======== Data for this exercise
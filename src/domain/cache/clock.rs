use chrono::{DateTime, Utc};

/// Source of "now" for freshness checks and entry timestamps
pub trait Clock: Send + Sync {
    fn now(&self) -> DateTime<Utc>;
}

#[derive(Debug, Default, Clone, Copy)]
pub struct SystemClock;

impl Clock for SystemClock {
    fn now(&self) -> DateTime<Utc> {
        Utc::now()
    }
}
================
What is being asked:
In the records above, collect each line with "SystemClock".

Reply:
pub struct SystemClock;
impl Clock for SystemClock {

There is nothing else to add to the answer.